[[ EXTRACTED DATA open ]]
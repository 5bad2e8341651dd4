use ratatui::{
    buffer::Buffer,
    layout::Rect,
    text::{Line, Span},
    widgets::{Block, Borders, Paragraph, Widget},
};

use lockwatch_types::DeviceInfo;

use crate::ui::Theme;

/// Character width of the battery fill bar
const BAR_WIDTH: usize = 20;

/// Device status section: name, lock state, and battery voltage with a
/// proportional fill bar
pub struct DeviceBar<'a> {
    device: &'a DeviceInfo,
}

impl<'a> DeviceBar<'a> {
    pub fn new(device: &'a DeviceInfo) -> Self {
        Self { device }
    }
}

impl Widget for DeviceBar<'_> {
    fn render(self, area: Rect, buf: &mut Buffer) {
        let device = self.device;

        let name_line = Line::from(vec![
            Span::styled(device.display_name().to_string(), Theme::text_bold()),
            Span::styled("  ⇄ switch device", Theme::text_dim()),
        ]);

        let lock_line = Line::from(vec![
            Span::styled("▌ ", Theme::status(device.lock_color())),
            Span::styled(device.lock_label(), Theme::status(device.lock_color())),
        ]);

        let (filled, empty) = bar_cells(device.battery_percent(), BAR_WIDTH);
        let battery_line = Line::from(vec![
            Span::styled("voltage ", Theme::text_dim()),
            Span::styled(device.battery_label(), Theme::status(device.battery_color())),
            Span::raw(" "),
            Span::styled("█".repeat(filled), Theme::status(device.battery_color())),
            Span::styled("░".repeat(empty), Theme::text_dim()),
        ]);

        let paragraph = Paragraph::new(vec![name_line, lock_line, battery_line]).block(
            Block::default()
                .borders(Borders::ALL)
                .border_style(Theme::border()),
        );

        paragraph.render(area, buf);
    }
}

/// Split a bar of `width` cells into filled and empty counts for the
/// given fill percentage
fn bar_cells(percent: u16, width: usize) -> (usize, usize) {
    let filled = (width * usize::from(percent.min(100))) / 100;
    (filled, width - filled)
}

#[cfg(test)]
mod tests {
    use super::*;

    #[test]
    fn test_bar_cells_proportional() {
        // 84% of 20 cells
        assert_eq!(bar_cells(84, 20), (16, 4));
        assert_eq!(bar_cells(0, 20), (0, 20));
        assert_eq!(bar_cells(100, 20), (20, 0));
    }

    #[test]
    fn test_bar_cells_clamped() {
        assert_eq!(bar_cells(150, 20), (20, 0));
    }
}
use std::path::PathBuf;
use std::time::Duration;

use anyhow::Result;
use clap::Parser;
use tokio::sync::mpsc;

use lockwatch_tui::{
    Action, AppState, Event, EventHandler, HelpOverlay, HomeScreen, KeyBindings, KeyContext, Tui,
};

mod fixture;

/// Lockwatch - a terminal UI for monitoring a smart lock
#[derive(Parser, Debug)]
#[command(name = "lockwatch")]
#[command(author, version, about, long_about = None)]
struct Args {
    /// TOML file supplying device, settings, and activity data
    #[arg(long, value_name = "FILE")]
    data: Option<PathBuf>,

    /// UI tick interval in milliseconds
    #[arg(long, default_value = "250")]
    tick_ms: u64,
}

#[tokio::main]
async fn main() -> Result<()> {
    let args = Args::parse();

    // Initialize tracing for debugging
    tracing_subscriber::fmt()
        .with_env_filter(
            tracing_subscriber::EnvFilter::from_default_env()
                .add_directive(tracing::Level::WARN.into()),
        )
        .with_writer(std::io::stderr)
        .init();

    // Run the application
    let result = run_app(args).await;

    // Handle any errors
    if let Err(e) = &result {
        eprintln!("Error: {:#}", e);
    }

    result
}

async fn run_app(args: Args) -> Result<()> {
    // Create action channel
    let (action_tx, mut action_rx) = mpsc::unbounded_channel::<Action>();

    // Load the data snapshot
    let snapshot = match &args.data {
        Some(path) => {
            tracing::debug!(path = %path.display(), "loading fixture file");
            fixture::load(path)?
        }
        None => fixture::sample(),
    };

    // Initialize state; sections are composed once here
    let mut state = AppState::new(
        action_tx.clone(),
        snapshot.device,
        snapshot.settings,
        snapshot.records,
    );

    // Initialize TUI
    let mut tui = Tui::enter()?;

    // Initialize event handler
    let mut events = EventHandler::new(Duration::from_millis(args.tick_ms));

    // Initialize keybindings
    let keybindings = KeyBindings::new();

    // Initial render
    render(&mut tui, &state)?;

    // Main event loop
    loop {
        tokio::select! {
            // Handle terminal events
            Some(event) = events.next() => {
                match event {
                    Event::Key(key) => {
                        if let Some(action) = keybindings.get_action(KeyContext::Home, &key) {
                            let _ = action_tx.send(action);
                        }
                    }
                    Event::Tick => {
                        // Nothing updates between ticks; re-render below
                    }
                    Event::Resize => {
                        let _ = action_tx.send(Action::Render);
                    }
                    Event::Error(e) => {
                        state.show_error(e);
                    }
                }
            }

            // Handle user actions
            Some(action) = action_rx.recv() => {
                handle_action(&mut state, action);
            }
        }

        if state.should_quit {
            break;
        }

        render(&mut tui, &state)?;
    }

    // Cleanup
    events.shutdown();
    tui.restore()?;

    Ok(())
}

fn handle_action(state: &mut AppState, action: Action) {
    match action {
        Action::Quit => {
            state.should_quit = true;
        }
        Action::Back => {
            // Close whatever is on top; quit from the bare screen
            if state.ui_state.help_visible {
                state.ui_state.help_visible = false;
            } else if state.ui_state.error_message.is_some() {
                state.dismiss_error();
            } else {
                state.should_quit = true;
            }
        }
        Action::ToggleHelp => {
            state.ui_state.help_visible = !state.ui_state.help_visible;
        }

        // Activity log scrolling; the renderer clamps to content
        Action::ScrollUp(n) => {
            state.scroll_up(n);
        }
        Action::ScrollDown(n) => {
            state.scroll_down(n);
        }
        Action::PageUp => {
            state.scroll_up(10);
        }
        Action::PageDown => {
            state.scroll_down(10);
        }
        Action::ScrollToTop => {
            state.scroll_to_top();
        }
        Action::ScrollToBottom => {
            state.scroll_to_bottom();
        }

        Action::Render => {
            // No-op; the loop re-renders after every action
        }
    }
}

fn render(tui: &mut Tui, state: &AppState) -> Result<()> {
    tui.draw(|frame| {
        HomeScreen::render(frame, state);

        // Render help overlay if visible
        if state.ui_state.help_visible {
            HelpOverlay::render(frame);
        }
    })?;

    Ok(())
}
use std::fmt;
use std::sync::Arc;

use chrono::{DateTime, Utc};
use serde::{Deserialize, Serialize};

// ============ Credentials ============

/// Long-lived (or ambient) credentials of the application account.
///
/// Used only to sign the `AssumeRole` call. `Debug` never prints the secret.
#[derive(Clone, PartialEq, Eq)]
pub struct AwsCredentials {
    /// Access key id.
    pub access_key_id: String,
    /// Secret access key.
    pub secret_access_key: String,
    /// Session token, when the application account itself runs on temporary credentials.
    pub session_token: Option<String>,
}

impl AwsCredentials {
    /// Creates a credential set.
    pub fn new(
        access_key_id: impl Into<String>,
        secret_access_key: impl Into<String>,
        session_token: Option<String>,
    ) -> Self {
        Self {
            access_key_id: access_key_id.into(),
            secret_access_key: secret_access_key.into(),
            session_token,
        }
    }
}

impl fmt::Debug for AwsCredentials {
    fn fmt(&self, f: &mut fmt::Formatter<'_>) -> fmt::Result {
        f.debug_struct("AwsCredentials")
            .field("access_key_id", &self.access_key_id)
            .field("secret_access_key", &"<redacted>")
            .field(
                "session_token",
                &self.session_token.as_ref().map(|_| "<redacted>"),
            )
            .finish()
    }
}

/// Short-lived credentials returned by `AssumeRole`.
#[derive(Clone, PartialEq, Eq)]
pub struct TemporaryCredentials {
    /// Temporary access key id (`ASIA...`).
    pub access_key_id: String,
    /// Temporary secret access key.
    pub secret_access_key: String,
    /// Session token that must accompany every signed request.
    pub session_token: String,
    /// Instant after which the credentials are rejected.
    pub expires_at: DateTime<Utc>,
}

impl TemporaryCredentials {
    /// Signing view of these credentials.
    pub fn as_signing_credentials(&self) -> AwsCredentials {
        AwsCredentials {
            access_key_id: self.access_key_id.clone(),
            secret_access_key: self.secret_access_key.clone(),
            session_token: Some(self.session_token.clone()),
        }
    }
}

impl fmt::Debug for TemporaryCredentials {
    fn fmt(&self, f: &mut fmt::Formatter<'_>) -> fmt::Result {
        f.debug_struct("TemporaryCredentials")
            .field("access_key_id", &self.access_key_id)
            .field("secret_access_key", &"<redacted>")
            .field("session_token", &"<redacted>")
            .field("expires_at", &self.expires_at)
            .finish()
    }
}

// ============ Endpoints ============

/// Default signing region for both services.
pub(crate) const DEFAULT_REGION: &str = "us-east-1";
/// Global STS endpoint.
pub(crate) const DEFAULT_STS_ENDPOINT: &str = "https://sts.amazonaws.com";
/// Route53 is a global service with a single endpoint.
pub(crate) const DEFAULT_ROUTE53_ENDPOINT: &str = "https://route53.amazonaws.com";

/// Endpoint context needed to issue STS and Route53 calls.
#[derive(Debug, Clone, PartialEq, Eq, Serialize, Deserialize)]
#[serde(rename_all = "camelCase")]
pub struct EndpointConfig {
    /// STS base URL (scheme + host, no trailing slash).
    pub sts_endpoint: String,
    /// Route53 base URL (scheme + host, no trailing slash).
    pub route53_endpoint: String,
    /// SigV4 region used for STS. Route53 is always signed for `us-east-1`.
    pub region: String,
}

impl Default for EndpointConfig {
    fn default() -> Self {
        Self {
            sts_endpoint: DEFAULT_STS_ENDPOINT.to_string(),
            route53_endpoint: DEFAULT_ROUTE53_ENDPOINT.to_string(),
            region: DEFAULT_REGION.to_string(),
        }
    }
}

impl EndpointConfig {
    /// Uses the regional STS endpoint (`https://sts.{region}.amazonaws.com`).
    pub fn regional(region: impl Into<String>) -> Self {
        let region = region.into();
        Self {
            sts_endpoint: format!("https://sts.{region}.amazonaws.com"),
            route53_endpoint: DEFAULT_ROUTE53_ENDPOINT.to_string(),
            region,
        }
    }

    /// Host part of an endpoint URL, as used in the `Host` header.
    pub(crate) fn host_of(endpoint: &str) -> &str {
        let without_scheme = endpoint
            .split_once("://")
            .map_or(endpoint, |(_, rest)| rest);
        without_scheme.split('/').next().unwrap_or(without_scheme)
    }
}

// ============ Session ============

/// Opaque handle wrapping temporary credentials plus the endpoint context
/// needed to issue further Route53 calls.
///
/// Cloning is cheap; clones share the same immutable credentials. There is no
/// revocation: a session is simply dropped or left to expire.
#[derive(Clone)]
pub struct Session {
    inner: Arc<SessionInner>,
}

struct SessionInner {
    credentials: TemporaryCredentials,
    endpoints: EndpointConfig,
}

impl Session {
    /// Wraps freshly issued credentials.
    pub fn new(credentials: TemporaryCredentials, endpoints: EndpointConfig) -> Self {
        Self {
            inner: Arc::new(SessionInner {
                credentials,
                endpoints,
            }),
        }
    }

    /// Temporary credentials carried by this session.
    pub fn credentials(&self) -> &TemporaryCredentials {
        &self.inner.credentials
    }

    /// Endpoint context carried by this session.
    pub fn endpoints(&self) -> &EndpointConfig {
        &self.inner.endpoints
    }

    /// Expiry of the underlying credentials.
    pub fn expires_at(&self) -> DateTime<Utc> {
        self.inner.credentials.expires_at
    }

    /// Whether the credentials are expired at `now`.
    pub fn is_expired_at(&self, now: DateTime<Utc>) -> bool {
        now >= self.inner.credentials.expires_at
    }

    /// Whether the credentials are expired right now.
    pub fn is_expired(&self) -> bool {
        self.is_expired_at(Utc::now())
    }

    /// Whether two handles share the same underlying credentials.
    pub fn same_as(&self, other: &Self) -> bool {
        Arc::ptr_eq(&self.inner, &other.inner)
    }
}

impl fmt::Debug for Session {
    fn fmt(&self, f: &mut fmt::Formatter<'_>) -> fmt::Result {
        f.debug_struct("Session")
            .field("credentials", &self.inner.credentials)
            .field("endpoints", &self.inner.endpoints)
            .finish()
    }
}

// ============ Requests ============

/// Parameters of a single `AssumeRole` call.
#[derive(Debug, Clone, PartialEq, Eq)]
pub struct AssumeRoleParams {
    /// `arn:aws:iam::{account}:role/{name}`.
    pub role_arn: String,
    /// Unique session name, at most 64 characters.
    pub role_session_name: String,
    /// External id required by the role's trust policy.
    pub external_id: String,
    /// Requested credential lifetime.
    pub duration_seconds: i32,
}
//! STS `AssumeRole`

use crate::error::Result;
use crate::traits::{ErrorContext, ProviderErrorMapper};
use crate::types::{AssumeRoleParams, TemporaryCredentials};
use crate::utils::datetime::parse_expiration;
use crate::utils::log_sanitizer::mask_secret;

use super::error::StsErrors;
use super::http::SignedTarget;
use super::types::AssumeRoleResponse;
use super::{AwsClient, STS_API_VERSION};

impl AwsClient {
    /// 构造 `AssumeRole` 表单参数
    pub(crate) fn assume_role_form(params: &AssumeRoleParams) -> Vec<(String, String)> {
        vec![
            ("Action".to_string(), "AssumeRole".to_string()),
            ("Version".to_string(), STS_API_VERSION.to_string()),
            ("RoleArn".to_string(), params.role_arn.clone()),
            ("RoleSessionName".to_string(), params.role_session_name.clone()),
            ("ExternalId".to_string(), params.external_id.clone()),
            (
                "DurationSeconds".to_string(),
                params.duration_seconds.to_string(),
            ),
        ]
    }

    /// 调用 STS `AssumeRole`，使用应用账号凭证签名
    pub(crate) async fn sts_assume_role(
        &self,
        params: &AssumeRoleParams,
    ) -> Result<TemporaryCredentials> {
        let target = SignedTarget {
            endpoint: &self.endpoints.sts_endpoint,
            region: &self.endpoints.region,
            service: "sts",
        };
        let ctx = ErrorContext {
            role_arn: Some(params.role_arn.clone()),
            hosted_zone_id: None,
        };

        log::debug!(
            "[sts] AssumeRole {} as {} (session {})",
            params.role_arn,
            mask_secret(&self.credentials.access_key_id),
            params.role_session_name
        );

        let response: AssumeRoleResponse = self
            .post_form(
                &StsErrors,
                &target,
                &self.credentials,
                &Self::assume_role_form(params),
                ctx,
            )
            .await?;

        let creds = response.result.credentials;
        let expires_at = parse_expiration(&creds.expiration).ok_or_else(|| {
            StsErrors.parse_error(format!("invalid Expiration '{}'", creds.expiration))
        })?;

        if let Some(user) = &response.result.assumed_role_user {
            log::debug!("[sts] Assumed {} until {expires_at}", user.arn);
        }

        Ok(TemporaryCredentials {
            access_key_id: creds.access_key_id,
            secret_access_key: creds.secret_access_key,
            session_token: creds.session_token,
            expires_at,
        })
    }
}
[[ EXTRACTED DATA closed ]]
▸ REQUIREMENT
Please show the lines in the entries above that hold the string "tokio".

▸ ANSWER SPACE
use tokio::sync::mpsc;
#[tokio::main]
        tokio::select! {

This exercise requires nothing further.